Tatlı davranmayı zafiyet görmek gibi bir bahtsızlığımız var…
Bağırmak, baskı kurmak, tehditvari konuşmak, can yakmak, kalp kırmak tatlı lafın önündeki en büyük engeller…
O
kadar çok acı lafla karşı karşıya kaldık ki, tatlı laf nedir, neye benzer, hangi hallerde söylenir, kim söyler, nasıl söyler, neden söyler kinaye olarak mı söyler benzeri düşüncelere daldık…
Aslında tatlı, gönül alan, ruhumuza hitap eden, bizi kendimize getiren, tekrar güven telkin eden tatlı laflara o kadar çok hasretiz ki…İşin en üzücü yanı, bunları duymak istediklerimizin, tatlı laflara teğet dahi geçmemeleri…Dağarcıklarında tatlı laf mı kalmadı acaba diye düşünmeden edemiyorsunuz…
*****
Laf konusunda allame olduğumuz için, laf ola beri gele demişiz, çok laf yalansız olmaz demişiz!
Sonra da tamda bu zamana uygun bir kelamla süslemişiz dediklerimizi.
Ne mi demişiz?
Yalan lafın cilasıdır! Yalanla cilalanmış laf…Parlamış da parlamış… Parıldamış…

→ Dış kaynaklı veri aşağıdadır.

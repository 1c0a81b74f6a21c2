use async_trait::async_trait;
use chrono::{DateTime, Utc};
use idempotency::{
    ClaimOutcome, IdempotencyRecord, IdempotencyStore, RecordState, StoreError, StoreStats,
};
use sea_orm::{
    ActiveModelTrait, ColumnTrait, DatabaseConnection, EntityTrait, PaginatorTrait, QueryFilter,
    Set,
};

use crate::entities::idempotency_record;

/// [`IdempotencyStore`] backed by sea-orm. The claim is an insert against the
/// unique key index: of two concurrent inserts, one fails and re-reads the
/// winner's record, so the check-then-store sequence cannot double-execute.
#[derive(Clone)]
pub struct DbStore {
    conn: DatabaseConnection,
}

impl DbStore {
    pub fn new(conn: DatabaseConnection) -> Self {
        Self { conn }
    }

    async fn find_by_key(
        &self,
        key: &str,
    ) -> Result<Option<idempotency_record::Model>, StoreError> {
        idempotency_record::Entity::find()
            .filter(idempotency_record::Column::Key.eq(key))
            .one(&self.conn)
            .await
            .map_err(backend)
    }
}

fn backend(err: sea_orm::DbErr) -> StoreError {
    StoreError::Backend(anyhow::Error::new(err))
}

fn from_model(model: idempotency_record::Model) -> Result<IdempotencyRecord, StoreError> {
    let state = RecordState::parse(&model.state).ok_or_else(|| {
        StoreError::Backend(anyhow::anyhow!(
            "unknown idempotency record state: {}",
            model.state
        ))
    })?;
    Ok(IdempotencyRecord {
        id: model.uuid,
        key: model.key,
        request_hash: model.request_hash,
        state,
        response_status: model.response_status.map(|status| status as u16),
        response_body: model.response_body,
        user_id: model.user_id,
        organization_id: model.organization_id,
        endpoint: model.endpoint,
        created_at: model.created_at,
        expires_at: model.expires_at,
    })
}

fn to_active_model(record: &IdempotencyRecord) -> idempotency_record::ActiveModel {
    idempotency_record::ActiveModel {
        uuid: Set(record.id),
        key: Set(record.key.clone()),
        request_hash: Set(record.request_hash.clone()),
        state: Set(record.state.as_str().to_string()),
        response_status: Set(record.response_status.map(i32::from)),
        response_body: Set(record.response_body.clone()),
        user_id: Set(record.user_id.clone()),
        organization_id: Set(record.organization_id.clone()),
        endpoint: Set(record.endpoint.clone()),
        created_at: Set(record.created_at),
        expires_at: Set(record.expires_at),
        ..Default::default()
    }
}

#[async_trait]
impl IdempotencyStore for DbStore {
    async fn get(&self, key: &str) -> Result<Option<IdempotencyRecord>, StoreError> {
        self.find_by_key(key).await?.map(from_model).transpose()
    }

    async fn claim(&self, record: IdempotencyRecord) -> Result<ClaimOutcome, StoreError> {
        match to_active_model(&record).insert(&self.conn).await {
            Ok(_) => Ok(ClaimOutcome::Claimed),
            Err(err) => {
                // Likely a concurrent insert on the unique key index; load the
                // winner and let the caller classify it.
                if let Some(existing) = self.find_by_key(&record.key).await? {
                    return Ok(ClaimOutcome::Existing(from_model(existing)?));
                }
                Err(backend(err))
            }
        }
    }

    async fn complete(
        &self,
        key: &str,
        response_status: u16,
        response_body: String,
        expires_at: DateTime<Utc>,
    ) -> Result<(), StoreError> {
        let model = self
            .find_by_key(key)
            .await?
            .ok_or(StoreError::RecordNotFound)?;

        let mut active: idempotency_record::ActiveModel = model.into();
        active.state = Set(RecordState::Completed.as_str().to_string());
        active.response_status = Set(Some(i32::from(response_status)));
        active.response_body = Set(Some(response_body));
        active.expires_at = Set(expires_at);
        active.update(&self.conn).await.map_err(backend)?;
        Ok(())
    }

    async fn put(&self, record: IdempotencyRecord) -> Result<(), StoreError> {
        idempotency_record::Entity::delete_many()
            .filter(idempotency_record::Column::Key.eq(record.key.as_str()))
            .exec(&self.conn)
            .await
            .map_err(backend)?;
        to_active_model(&record)
            .insert(&self.conn)
            .await
            .map_err(backend)?;
        Ok(())
    }

    async fn delete(&self, key: &str) -> Result<(), StoreError> {
        idempotency_record::Entity::delete_many()
            .filter(idempotency_record::Column::Key.eq(key))
            .exec(&self.conn)
            .await
            .map_err(backend)?;
        Ok(())
    }

    async fn sweep_expired(&self, now: DateTime<Utc>) -> Result<u64, StoreError> {
        let result = idempotency_record::Entity::delete_many()
            .filter(idempotency_record::Column::ExpiresAt.lt(now))
            .exec(&self.conn)
            .await
            .map_err(backend)?;
        Ok(result.rows_affected)
    }

    async fn clear(&self) -> Result<(), StoreError> {
        idempotency_record::Entity::delete_many()
            .exec(&self.conn)
            .await
            .map_err(backend)?;
        Ok(())
    }

    async fn stats(&self, now: DateTime<Utc>) -> Result<StoreStats, StoreError> {
        let total_records = idempotency_record::Entity::find()
            .count(&self.conn)
            .await
            .map_err(backend)?;
        let expired_records = idempotency_record::Entity::find()
            .filter(idempotency_record::Column::ExpiresAt.lt(now))
            .count(&self.conn)
            .await
            .map_err(backend)?;

        // Diagnostic estimate only; loading every row is acceptable at the
        // record counts a 24h TTL leaves behind.
        let mut memory_usage_estimate = 0u64;
        let models = idempotency_record::Entity::find()
            .all(&self.conn)
            .await
            .map_err(backend)?;
        for model in models {
            let record = from_model(model)?;
            if let Ok(serialized) = serde_json::to_string(&record) {
                memory_usage_estimate += serialized.len() as u64;
            }
        }

        Ok(StoreStats {
            total_records,
            expired_records,
            memory_usage_estimate,
        })
    }
}
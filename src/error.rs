//! Error types for streamwire.

use thiserror::Error;
use uuid::Uuid;

use crate::protocol::FrameType;

/// Main error type for all streamwire operations.
#[derive(Debug, Error)]
pub enum StreamwireError {
    /// I/O error during pipe/socket operations.
    #[error("I/O error: {0}")]
    Io(#[from] std::io::Error),

    /// JSON serialization/deserialization error.
    #[error("JSON error: {0}")]
    Json(#[from] serde_json::Error),

    /// MsgPack serialization error.
    #[error("MsgPack encode error: {0}")]
    MsgPackEncode(#[from] rmp_serde::encode::Error),

    /// MsgPack deserialization error.
    #[error("MsgPack decode error: {0}")]
    MsgPackDecode(#[from] rmp_serde::decode::Error),

    /// Header or length inconsistency on the wire. Fatal to the connection.
    #[error("Malformed frame: {0}")]
    MalformedFrame(String),

    /// Stream bytes fed for an id that already completed or was abandoned.
    #[error("Unknown or expired stream id: {0}")]
    UnknownOrExpiredId(Uuid),

    /// A frame's type differs from the type of the frames that opened its id.
    #[error("Frame type {received:?} does not match {opened:?} for id {id}")]
    FrameTypeMismatch {
        /// Frame id.
        id: Uuid,
        /// Type of the first frame seen for the id.
        opened: FrameType,
        /// Type of the offending frame.
        received: FrameType,
    },

    /// Too many ids are buffered with no owner; frames for new ids are dropped.
    #[error("Unclaimed stream limit {limit} reached, dropping id {id}")]
    UnclaimedLimit {
        /// Id of the dropped frame.
        id: Uuid,
        /// Configured limit.
        limit: usize,
    },

    /// Response for an exchange that is not (or no longer) pending.
    #[error("Unknown exchange: {0}")]
    UnknownExchange(Uuid),

    /// An exchange with this id is already registered.
    #[error("Duplicate exchange id: {0}")]
    DuplicateId(Uuid),

    /// A stream delivered more bytes than its control header declared.
    #[error("Stream {id} exceeded declared length {declared} (received {received})")]
    LengthExceeded {
        /// Stream id.
        id: Uuid,
        /// Length declared by the owning request/response.
        declared: u64,
        /// Bytes received so far, including the offending frame.
        received: u64,
    },

    /// The exchange deadline elapsed before a response arrived.
    #[error("Exchange timed out")]
    Timeout,

    /// The exchange was cancelled by the caller.
    #[error("Exchange cancelled")]
    Cancelled,

    /// The stream was abandoned before it completed.
    #[error("Stream aborted")]
    Aborted,

    /// Connection closed or failed; every outstanding exchange sees this.
    #[error("Connection lost")]
    ConnectionLost,

    /// A request handler failed; the peer receives a 500 response.
    #[error("Handler error: {0}")]
    Handler(String),

    /// Invalid builder configuration.
    #[error("Invalid configuration: {0}")]
    InvalidConfig(String),
}

impl StreamwireError {
    /// Whether this error tears down the whole connection.
    pub fn is_connection_fatal(&self) -> bool {
        matches!(
            self,
            StreamwireError::MalformedFrame(_)
                | StreamwireError::Io(_)
                | StreamwireError::ConnectionLost
        )
    }
}

/// Result type alias using StreamwireError.
pub type Result<T> = std::result::Result<T, StreamwireError>;
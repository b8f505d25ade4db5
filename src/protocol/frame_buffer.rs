//! Frame buffer for accumulating partial reads.
//!
//! Uses `bytes::BytesMut` for zero-copy buffer management.
//! Implements a state machine for handling fragmented frames:
//! - `WaitingForHeader`: Need at least 22 bytes
//! - `WaitingForPayload`: Header parsed, need N more payload bytes
//!
//! # Example
//!
//! ```
//! use streamwire::protocol::{Frame, FrameBuffer, FrameType};
//! use bytes::Bytes;
//! use uuid::Uuid;
//!
//! let bytes = Frame::new(FrameType::Stream, Uuid::nil(), Bytes::from_static(b"data"), true).encode();
//!
//! let mut buffer = FrameBuffer::new();
//! assert!(buffer.push(&bytes[..10]).unwrap().is_empty());
//! let frames = buffer.push(&bytes[10..]).unwrap();
//! assert_eq!(frames.len(), 1);
//! ```

use bytes::{Bytes, BytesMut};

use super::wire_format::{FrameHeader, DEFAULT_MAX_FRAME_SIZE, HEADER_SIZE};
use super::Frame;
use crate::error::Result;

/// State machine for frame parsing.
#[derive(Debug, Clone)]
enum State {
    /// Waiting for complete header (need 22 bytes).
    WaitingForHeader,
    /// Header parsed, waiting for payload bytes.
    WaitingForPayload { header: FrameHeader },
}

/// Buffer for accumulating incoming bytes and extracting complete frames.
///
/// All data is stored in a single `BytesMut` buffer to minimize allocations.
pub struct FrameBuffer {
    /// Accumulated bytes from socket reads.
    buffer: BytesMut,
    /// Current parsing state.
    state: State,
    /// Maximum allowed payload size per frame.
    max_frame_size: u32,
}

impl FrameBuffer {
    /// Create a new frame buffer with the default maximum frame size.
    pub fn new() -> Self {
        Self::with_max_frame_size(DEFAULT_MAX_FRAME_SIZE)
    }

    /// Create a new frame buffer with a custom maximum frame size.
    pub fn with_max_frame_size(max_frame_size: u32) -> Self {
        Self {
            buffer: BytesMut::with_capacity(64 * 1024),
            state: State::WaitingForHeader,
            max_frame_size,
        }
    }

    /// Push data into the buffer and extract all complete frames.
    ///
    /// Partial data is buffered internally for the next push.
    ///
    /// # Errors
    ///
    /// Returns `MalformedFrame` if a header is invalid or declares a payload
    /// above the maximum frame size. The buffer should be discarded afterwards.
    pub fn push(&mut self, data: &[u8]) -> Result<Vec<Frame>> {
        self.buffer.extend_from_slice(data);

        let mut frames = Vec::new();
        while let Some(frame) = self.try_extract_one()? {
            frames.push(frame);
        }

        Ok(frames)
    }

    fn try_extract_one(&mut self) -> Result<Option<Frame>> {
        loop {
            match &self.state {
                State::WaitingForHeader => {
                    if self.buffer.len() < HEADER_SIZE {
                        return Ok(None);
                    }

                    let header = FrameHeader::decode(&self.buffer[..HEADER_SIZE])?;
                    header.validate(self.max_frame_size)?;

                    let _ = self.buffer.split_to(HEADER_SIZE);

                    if header.payload_length == 0 {
                        return Ok(Some(Frame::from_header(header, Bytes::new())));
                    }

                    self.state = State::WaitingForPayload { header };
                }

                State::WaitingForPayload { header } => {
                    let remaining = header.payload_length as usize;
                    if self.buffer.len() < remaining {
                        return Ok(None);
                    }

                    let payload = self.buffer.split_to(remaining).freeze();
                    let header = *header;
                    self.state = State::WaitingForHeader;

                    return Ok(Some(Frame::from_header(header, payload)));
                }
            }
        }
    }

    /// Get the number of buffered bytes.
    pub fn len(&self) -> usize {
        self.buffer.len()
    }

    /// Check if the buffer is empty.
    pub fn is_empty(&self) -> bool {
        self.buffer.is_empty()
    }

    /// Whether a frame is partially buffered.
    pub fn has_partial_frame(&self) -> bool {
        !self.buffer.is_empty() || matches!(self.state, State::WaitingForPayload { .. })
    }

    /// Clear the buffer and reset state.
    pub fn clear(&mut self) {
        self.buffer.clear();
        self.state = State::WaitingForHeader;
    }

    #[cfg(test)]
    fn state_name(&self) -> &'static str {
        match &self.state {
            State::WaitingForHeader => "WaitingForHeader",
            State::WaitingForPayload { .. } => "WaitingForPayload",
        }
    }
}

impl Default for FrameBuffer {
    fn default() -> Self {
        Self::new()
    }
}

Kendince gerçeğe yakın bir şekle şemaile bürünmüş…
Doğruya yakın olduğu var sayılmış…Doğru diye okunmuş…Doğru olarak kabul ve itibar görmüş…
İçine az biraz da nezaket katıldığında, kapılar açılmış hem de ardına kadar…
Bu dünyada satıcısı da alıcısı da aracısı da taşıyıcısı da en geçerli olan nesnedir laf.
Altından da dövizden de çok daha kıymetlidir diyenlerle çevrili etrafımız.
Laf mihenk taşına benzer. Bir laf diyenin, söylediği o lafın ardında durması beklenir. Dediysem dedim, varsayın ki söylemedim diyemezsiniz. Laf ok gibidir. Yaydan çıktığı andan itibaren hedefine doğru uçar gider. Kaybolmaz, şahidi çoktur. En yalancı en inkârcı bile, evet öyle dedi, yemin etti, demekten kendini alamaz. Nasıl tasdikler nasıl doğrular, kendi dahi bilemez.
*****
Laf beklemeleri sever, bekletmeleri sever. Aralara bayılır…Yarınlara belirsiz tarihlere ötelendiğinde zil takıp oynar…
Çünkü bu hareketler lafın kıymetlenmesine, daha da tatlı bir hale gelmesine neden olur.
Laf yasakları da pek sever…Meydan okumalar olmazsa olmazıdır. Hele bir de tehditvari hale dönüştü mü, lafın önüne kimseler geçemez!
Emir kelimesi ya da cümlesi içinde kendine yer bulduğunda ise, kraldan fazla kralcı nasıl olunur, işte o zaman görürsünüz.
Laf esnemez değildir. Şımartılmaya dayanamazsa da tatlılaşma noktasına da sanıldığından çok daha fazla yakındır.
Bütün mesele dönüp dolaşıp biz insanlara gelir dayanır.
Yunus’un dediği gibi laf, ağulu aşları yağ ile bal edebilir.
En acil konularda insanlık adına, savaşlar başta olmak üzere arabuluculuk yapabilir.
Şefkate, merhamete yol gösterebilir. Barışı engellemeye kalkanları barıştan ve barışmaktan başka yol kalmadığına ikna edebilir. Zorlayabilir.
*****
Laf barışa yakışır denmiştir. Uzlaşıya, anlaşmalara, huzura, sakinliğe ve sükuna, cehenneme dönen dünyamızı cennete çevirmeye birebir olan o gereken lafları nerelere sakladık?
İsrail’in Gazze zulmü için, Çin’in Doğu Türkistan zulmü için konuşmayacağız da başka ne zaman konuşacağız?
Hür dünya, İslam Birliği ve Birleşmiş Milletler konuşamadıkları o laflardan mesuldürler.
Lafın irisi, lafın en tesirlisi, lafın yaptırımı en güçlü olanı bugüne lazım değilse başka hangi güne lazım?